**TASK GOAL**
Here is a block of entries. Write out its lines exactly, from the first through the one containing "let mut hits = Vec::new();".

Items listed in a dataset
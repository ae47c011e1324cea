#[path = "common/mod.rs"]
mod common;

use common::*;
use redcaps::{
    day_start_utc, normalize_subreddit, AnnotationStore, Blocklist, Credentials, IdHarvester, InfoResolver, RedCaps,
    RetryPolicy, YearMonth,
};
use std::fs;
use std::time::Duration;
use time::macros::date;

/// Feb 2021 posts in r/pics; ids match between the search fake and the info fake.
fn february_fakes() -> (FakeIdSource, FakePosts) {
    let days = [date!(2021 - 02 - 01), date!(2021 - 02 - 14), date!(2021 - 02 - 28)];
    let mut hits = Vec::new();
    let mut infos = Vec::new();
    for (i, day) in days.iter().enumerate() {
        for j in 0..3 {
            let id = format!("d{}p{}", i, j);
            let ts = day_start_utc(*day) + 3600 * (j as i64 + 1);
            hits.push((ts, id.clone(), Some("i.imgur.com".to_string())));
            let mut info = post(&id, &format!("Post {} [OC]", id), &format!("https://imgur.com/{}", id), 5 + j as i64);
            info.created_utc = ts as f64;
            infos.push(info);
        }
    }
    // Low score post: harvested but ignored by the resolver.
    infos[4].score = 1;
    (FakeIdSource::new(hits), FakePosts::new(infos))
}

#[test]
fn month_of_annotations_is_written_under_subreddit_and_month() {
    let tmp = tempfile::tempdir().unwrap();
    let (search, info) = february_fakes();
    let harvester = IdHarvester::new(search)
        .retry(RetryPolicy::bounded(Duration::ZERO, 1))
        .window_pause(Duration::ZERO);
    let resolver = InfoResolver::new(info, FakeAlbums::default())
        .retry(RetryPolicy::bounded(Duration::ZERO, 1))
        .info_pause(Duration::ZERO);

    let caps = RedCaps::new()
        .annotations_dir(tmp.path().join("annotations"))
        .images_dir(tmp.path().join("images"))
        .day_concurrency(3)
        .progress(false);
    let report = caps
        .download_annotations("r/Pics", YearMonth::new(2021, 2), &harvester, &resolver)
        .unwrap();

    assert_eq!(report.path, tmp.path().join("annotations").join("pics_2021-02.json"));
    assert_eq!(report.num_ids, 9);
    assert_eq!(report.num_records, 8);
    assert_eq!(report.ignored(), 1);

    let store = AnnotationStore::load(&report.path).unwrap();
    assert_eq!(store.info.start_date, "2021-02-01");
    assert_eq!(store.info.end_date, "2021-02-28");
    assert_store_invariants(&store);
    assert!(store.annotations.iter().all(|a| a.url.starts_with("https://i.imgur.com/") && a.url.ends_with(".jpg")));
    assert_eq!(store.annotations[0].caption, "post d0p0");

    let validation = caps.validate(&report.path).unwrap();
    assert!(validation.out_of_range_ids.is_empty());
    assert_eq!(validation.pending_filters.len(), 3);

    let removed = caps.filter_words(&report.path, &Blocklist::from_words(["d1p0"], "test-list")).unwrap();
    assert_eq!(removed, 1);
    assert_eq!(caps.validate(&report.path).unwrap().pending_filters.len(), 2);
}

#[test]
fn subreddit_names_are_normalized() {
    assert_eq!(normalize_subreddit(" r/EarthPorn "), "earthporn");
    assert_eq!(normalize_subreddit("pics"), "pics");
}

#[test]
fn builder_clamps_options() {
    let caps = RedCaps::new().time_window_hours(48.0).workers(0).day_concurrency(0);
    let opts = caps.options();
    assert_eq!(opts.time_window_hours, 24.0);
    assert_eq!(opts.workers, 1);
    assert_eq!(opts.day_concurrency, 1);
    assert_eq!(RedCaps::new().options().workers, 4);
}

#[test]
fn credentials_load_from_json() {
    let tmp = tempfile::tempdir().unwrap();
    let path = tmp.path().join("credentials.json");
    fs::write(
        &path,
        r#"{
            "reddit": {"client_id": "rid", "client_secret": "rsecret", "user_agent": "redcaps-test"},
            "imgur": {"client_id": "iid", "client_secret": "isecret"}
        }"#,
    )
    .unwrap();

    let creds = Credentials::load(&path).unwrap();
    assert_eq!(creds.reddit.client_id, "rid");
    assert_eq!(creds.reddit.user_agent, "redcaps-test");
    assert_eq!(creds.imgur.client_id, "iid");

    fs::write(&path, r#"{"reddit": {}}"#).unwrap();
    assert!(Credentials::load(&path).is_err());
}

**COMPLETED EXERCISE**
repository ae47c011e1324cea
#[path = "common/mod.rs"]
mod common;

use common::*;
use redcaps::{
    day_start_utc, normalize_subreddit, AnnotationStore, Blocklist, Credentials, IdHarvester, InfoResolver, RedCaps,
    RetryPolicy, YearMonth,
};
use std::fs;
use std::time::Duration;
use time::macros::date;

/// Feb 2021 posts in r/pics; ids match between the search fake and the info fake.
fn february_fakes() -> (FakeIdSource, FakePosts) {
    let days = [date!(2021 - 02 - 01), date!(2021 - 02 - 14), date!(2021 - 02 - 28)];
    let mut hits = Vec::new();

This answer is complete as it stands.